SOURCE MATERIAL >>
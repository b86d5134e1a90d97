//! Selective deep cloning of model elements.
//!
//! [`CloneHelper::clone_into`] carries an explicit allow-list of qualified
//! property names from a source element onto a freshly constructed target,
//! deep-copying nested structures so the result never aliases the source
//! tree. The primary use-case is morphing an element into another concrete
//! type (user task to service task, throw event to end event) while keeping
//! a chosen subset of its semantics.

use std::rc::Rc;

use log::{debug, trace};

use crate::element::{ElementRef, Value};
use crate::factory::Factory;
use crate::name::QName;
use crate::schema::Schema;

/// Copies allow-listed properties between typed elements.
#[derive(Debug, Clone)]
pub struct CloneHelper {
    schema: Rc<Schema>,
}

impl CloneHelper {
    /// Creates a helper over the given schema.
    pub fn new(schema: Rc<Schema>) -> Self {
        Self { schema }
    }

    /// Creates a helper sharing a factory's schema.
    pub fn from_factory(factory: &Factory) -> Self {
        Self::new(Rc::clone(factory.schema()))
    }

    /// Populates `target` with deep copies of the allow-listed properties
    /// of `source` and returns it.
    ///
    /// `target` is expected to be freshly constructed and empty; it may be
    /// of a different concrete type than `source`. Allow-list entries that
    /// are absent from `source`, or structurally inapplicable to either
    /// side, are skipped silently. Identifier properties are never carried.
    ///
    /// Every nested element reachable from the result is a brand-new node
    /// whose parent handle points at its structural container within the
    /// clone, never into the source tree.
    pub fn clone_into(
        &self,
        source: &ElementRef,
        target: ElementRef,
        allowed: &[QName],
    ) -> ElementRef {
        debug!(
            source:% = source.type_name(),
            target:% = target.type_name(),
            allowed = allowed.len();
            "cloning element"
        );
        self.copy_properties(source, &target, allowed, true);
        target
    }

    fn copy_properties(
        &self,
        source: &ElementRef,
        target: &ElementRef,
        allowed: &[QName],
        root: bool,
    ) {
        let source_type = source.type_name();
        let target_type = target.type_name();

        for name in allowed {
            let Some(value) = source.get(name) else {
                continue;
            };

            // the descriptor may live on either side of a cross-type morph
            let descriptor = self
                .schema
                .resolve_property(&source_type, name)
                .or_else(|| self.schema.resolve_property(&target_type, name));
            let Some(descriptor) = descriptor else {
                trace!(property:% = name; "property not declared for either type, skipping");
                continue;
            };
            if descriptor.is_id() {
                continue;
            }

            match value {
                value if value.is_scalar() => target.set(name.clone(), value),
                Value::Ref(_) | Value::Refs(_) => target.set(name.clone(), value),
                Value::Element(child) => {
                    if root && self.schema.is_extension_container(&child.type_name()) {
                        if let Some(container) =
                            self.copy_extension_container(&child, target, allowed)
                        {
                            target.set(name.clone(), Value::Element(container));
                        }
                    } else {
                        let copy = self.deep_copy(&child);
                        copy.set_parent(target);
                        target.set(name.clone(), Value::Element(copy));
                    }
                }
                Value::List(items) => {
                    let copies = items
                        .iter()
                        .map(|item| {
                            let copy = self.deep_copy(item);
                            copy.set_parent(target);
                            copy
                        })
                        .collect();
                    target.set(name.clone(), Value::List(copies));
                }
                _ => {}
            }
        }
    }

    /// Copies an extension container, keeping only the values whose type is
    /// named in the allow-list. Returns `None` when nothing survives, in
    /// which case the container property itself is omitted from the clone.
    fn copy_extension_container(
        &self,
        container: &ElementRef,
        owner: &ElementRef,
        allowed: &[QName],
    ) -> Option<ElementRef> {
        let mut kept: Vec<(QName, Vec<ElementRef>)> = Vec::new();

        for property in container.property_names() {
            let Some(Value::List(items)) = container.get(&property) else {
                continue;
            };
            let survivors: Vec<ElementRef> = items
                .into_iter()
                .filter(|item| {
                    let item_type = item.type_name();
                    let allow = allowed.iter().any(|entry| matches_type(entry, &item_type));
                    if !allow {
                        trace!(value:% = item_type; "extension value not allow-listed, dropping");
                    }
                    allow
                })
                .collect();
            if !survivors.is_empty() {
                kept.push((property, survivors));
            }
        }

        if kept.is_empty() {
            trace!("extension container empty after filtering, omitting");
            return None;
        }

        let fresh = ElementRef::new(container.type_name());
        fresh.set_parent(owner);
        for (property, items) in kept {
            let copies = items
                .iter()
                .map(|item| {
                    let copy = self.deep_copy(item);
                    copy.set_parent(&fresh);
                    copy
                })
                .collect();
            fresh.set(property, Value::List(copies));
        }
        Some(fresh)
    }

    /// Deep-copies a nested element with its own full property set as the
    /// effective allow-list. Below the root, extension containers are
    /// carried wholesale.
    fn deep_copy(&self, source: &ElementRef) -> ElementRef {
        let target = ElementRef::new(source.type_name());
        let properties = source.property_names();
        self.copy_properties(source, &target, &properties, false);
        target
    }
}

/// Allow-list entries name nested types either exactly
/// (`camunda:ExecutionListener`) or in property-style spelling with a
/// lower-case first letter (`camunda:executionListener`).
fn matches_type(entry: &QName, type_name: &QName) -> bool {
    if entry.prefix() != type_name.prefix() {
        return false;
    }
    let entry_local = entry.local();
    let type_local = type_name.local();
    if entry_local == type_local {
        return true;
    }
    let mut entry_chars = entry_local.chars();
    let mut type_chars = type_local.chars();
    match (entry_chars.next(), type_chars.next()) {
        (Some(a), Some(b)) => {
            a.eq_ignore_ascii_case(&b) && entry_chars.as_str() == type_chars.as_str()
        }
        _ => false,
    }
}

WHAT IS BEING ASKED >>
Every line above that holds the word "Some" needs to be copied.

ANSWER TO THIS EXERCISE >>
            let Some(value) = source.get(name) else {
            let Some(descriptor) = descriptor else {
                        if let Some(container) =
            let Some(Value::List(items)) = container.get(&property) else {
        Some(fresh)
        (Some(a), Some(b)) => {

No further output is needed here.